Record excerpts Block Start

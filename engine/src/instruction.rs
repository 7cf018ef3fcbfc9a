use std::fmt;

use crate::opcode::Opcode;

/// A decoded Chip-8 instruction with its operands extracted.
///
/// `x` and `y` are register indices, `kk` an immediate byte, `nnn` a 12-bit address.
#[derive(Debug, Copy, Clone, PartialEq, Eq)]
pub enum Instruction {
    /// `00E0` clear the screen
    Cls,
    /// `00EE` return from a subroutine
    Ret,
    /// `1nnn` PC = nnn
    Jump { nnn: u16 },
    /// `2nnn` STACK.push(PC); PC = nnn
    Call { nnn: u16 },
    /// `3xkk` skip if Vx == kk
    SkipEqByte { x: usize, kk: u8 },
    /// `4xkk` skip if Vx != kk
    SkipNeByte { x: usize, kk: u8 },
    /// `5xy0` skip if Vx == Vy
    SkipEqReg { x: usize, y: usize },
    /// `6xkk` Vx = kk
    LoadByte { x: usize, kk: u8 },
    /// `7xkk` Vx += kk
    AddByte { x: usize, kk: u8 },
    /// `8xy0` Vx = Vy
    Move { x: usize, y: usize },
    /// `8xy1` Vx |= Vy
    Or { x: usize, y: usize },
    /// `8xy2` Vx &= Vy
    And { x: usize, y: usize },
    /// `8xy3` Vx ^= Vy
    Xor { x: usize, y: usize },
    /// `8xy4` Vx += Vy; VF = carry
    AddReg { x: usize, y: usize },
    /// `8xy5` Vx -= Vy; VF = !borrow
    Sub { x: usize, y: usize },
    /// `8xy6` Vx >>= 1; VF = lsb
    ShiftRight { x: usize },
    /// `8xy7` Vx = Vy - Vx; VF = !borrow
    SubN { x: usize, y: usize },
    /// `8xyE` Vx <<= 1; VF = msb
    ShiftLeft { x: usize },
    /// `9xy0` skip if Vx != Vy
    SkipNeReg { x: usize, y: usize },
    /// `Annn` I = nnn
    LoadI { nnn: u16 },
    /// `Bnnn` PC = nnn + V0
    JumpV0 { nnn: u16 },
    /// `Cxkk` Vx = random & kk
    Random { x: usize, kk: u8 },
    /// `Dxyn` draw an n row sprite from I at (Vx, Vy)
    Draw { x: usize, y: usize, n: u8 },
    /// `Ex9E` skip if key Vx is held
    SkipPressed { x: usize },
    /// `ExA1` skip if key Vx is not held
    SkipNotPressed { x: usize },
    /// `Fx07` Vx = DT
    LoadDelay { x: usize },
    /// `Fx0A` wait for a key and store it in Vx
    WaitKey { x: usize },
    /// `Fx15` DT = Vx
    SetDelay { x: usize },
    /// `Fx18` ST = Vx
    SetSound { x: usize },
    /// `Fx1E` I += Vx
    AddI { x: usize },
    /// `Fx29` I = address of the glyph for Vx
    LoadGlyph { x: usize },
    /// `Fx33` mem[I..I+3] = bcd(Vx)
    StoreBcd { x: usize },
    /// `Fx55` mem[I..=I+x] = V0..=Vx
    StoreRegisters { x: usize },
    /// `Fx65` V0..=Vx = mem[I..=I+x]
    LoadRegisters { x: usize },
}

impl Instruction {
    /// Selects the correct Instruction for a given Opcode.
    ///
    /// Returns `None` when the opcode isn't part of the Chip-8 instruction set.
    pub fn decode(op: Opcode) -> Option<Instruction> {
        use Instruction::*;

        let x = op.x() as usize;
        let y = op.y() as usize;
        let instruction = match op.nibbles() {
            (0x0, 0x0, 0xE, 0x0) => Cls,
            (0x0, 0x0, 0xE, 0xE) => Ret,
            (0x1, ..) => Jump { nnn: op.nnn() },
            (0x2, ..) => Call { nnn: op.nnn() },
            (0x3, ..) => SkipEqByte { x, kk: op.kk() },
            (0x4, ..) => SkipNeByte { x, kk: op.kk() },
            (0x5, .., 0x0) => SkipEqReg { x, y },
            (0x6, ..) => LoadByte { x, kk: op.kk() },
            (0x7, ..) => AddByte { x, kk: op.kk() },
            (0x8, .., 0x0) => Move { x, y },
            (0x8, .., 0x1) => Or { x, y },
            (0x8, .., 0x2) => And { x, y },
            (0x8, .., 0x3) => Xor { x, y },
            (0x8, .., 0x4) => AddReg { x, y },
            (0x8, .., 0x5) => Sub { x, y },
            (0x8, .., 0x6) => ShiftRight { x },
            (0x8, .., 0x7) => SubN { x, y },
            (0x8, .., 0xE) => ShiftLeft { x },
            (0x9, .., 0x0) => SkipNeReg { x, y },
            (0xA, ..) => LoadI { nnn: op.nnn() },
            (0xB, ..) => JumpV0 { nnn: op.nnn() },
            (0xC, ..) => Random { x, kk: op.kk() },
            (0xD, ..) => Draw { x, y, n: op.n() },
            (0xE, _, 0x9, 0xE) => SkipPressed { x },
            (0xE, _, 0xA, 0x1) => SkipNotPressed { x },
            (0xF, _, 0x0, 0x7) => LoadDelay { x },
            (0xF, _, 0x0, 0xA) => WaitKey { x },
            (0xF, _, 0x1, 0x5) => SetDelay { x },
            (0xF, _, 0x1, 0x8) => SetSound { x },
            (0xF, _, 0x1, 0xE) => AddI { x },
            (0xF, _, 0x2, 0x9) => LoadGlyph { x },
            (0xF, _, 0x3, 0x3) => StoreBcd { x },
            (0xF, _, 0x5, 0x5) => StoreRegisters { x },
            (0xF, _, 0x6, 0x5) => LoadRegisters { x },
            _ => return None,
        };
        Some(instruction)
    }
}

/// Formats instructions in conventional Chip-8 assembly, e.g. `LD V1, 0x22`.
impl fmt::Display for Instruction {
    fn fmt(&self, f: &mut fmt::Formatter<'_>) -> fmt::Result {
        use Instruction::*;

        match *self {
            Cls => write!(f, "CLS"),
            Ret => write!(f, "RET"),
            Jump { nnn } => write!(f, "JP {:#05X}", nnn),
            Call { nnn } => write!(f, "CALL {:#05X}", nnn),
            SkipEqByte { x, kk } => write!(f, "SE V{:X}, {:#04X}", x, kk),
            SkipNeByte { x, kk } => write!(f, "SNE V{:X}, {:#04X}", x, kk),
            SkipEqReg { x, y } => write!(f, "SE V{:X}, V{:X}", x, y),
            LoadByte { x, kk } => write!(f, "LD V{:X}, {:#04X}", x, kk),
            AddByte { x, kk } => write!(f, "ADD V{:X}, {:#04X}", x, kk),
            Move { x, y } => write!(f, "LD V{:X}, V{:X}", x, y),
            Or { x, y } => write!(f, "OR V{:X}, V{:X}", x, y),
            And { x, y } => write!(f, "AND V{:X}, V{:X}", x, y),
            Xor { x, y } => write!(f, "XOR V{:X}, V{:X}", x, y),
            AddReg { x, y } => write!(f, "ADD V{:X}, V{:X}", x, y),
            Sub { x, y } => write!(f, "SUB V{:X}, V{:X}", x, y),
            ShiftRight { x } => write!(f, "SHR V{:X}", x),
            SubN { x, y } => write!(f, "SUBN V{:X}, V{:X}", x, y),
            ShiftLeft { x } => write!(f, "SHL V{:X}", x),
            SkipNeReg { x, y } => write!(f, "SNE V{:X}, V{:X}", x, y),
            LoadI { nnn } => write!(f, "LD I, {:#05X}", nnn),
            JumpV0 { nnn } => write!(f, "JP V0, {:#05X}", nnn),
            Random { x, kk } => write!(f, "RND V{:X}, {:#04X}", x, kk),
            Draw { x, y, n } => write!(f, "DRW V{:X}, V{:X}, {}", x, y, n),
            SkipPressed { x } => write!(f, "SKP V{:X}", x),
            SkipNotPressed { x } => write!(f, "SKNP V{:X}", x),
            LoadDelay { x } => write!(f, "LD V{:X}, DT", x),
            WaitKey { x } => write!(f, "LD V{:X}, K", x),
            SetDelay { x } => write!(f, "LD DT, V{:X}", x),
            SetSound { x } => write!(f, "LD ST, V{:X}", x),
            AddI { x } => write!(f, "ADD I, V{:X}", x),
            LoadGlyph { x } => write!(f, "LD F, V{:X}", x),
            StoreBcd { x } => write!(f, "LD B, V{:X}", x),
            StoreRegisters { x } => write!(f, "LD [I], V{:X}", x),
            LoadRegisters { x } => write!(f, "LD V{:X}, [I]", x),
        }
    }
}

Record excerpts Block End

◆ Problem description:
When you reach the line that contains "#[derive(Debug, Copy, Clone, PartialEq, Eq)]", stop; that line and every line before it, from the very first line of the data, should be restated word for word.

◆ Problem solution:
filename engine/src/instruction.rs
repository 7cf018ef3fcbfc9a
use std::fmt;

use crate::opcode::Opcode;

/// A decoded Chip-8 instruction with its operands extracted.
///
/// `x` and `y` are register indices, `kk` an immediate byte, `nnn` a 12-bit address.
#[derive(Debug, Copy, Clone, PartialEq, Eq)]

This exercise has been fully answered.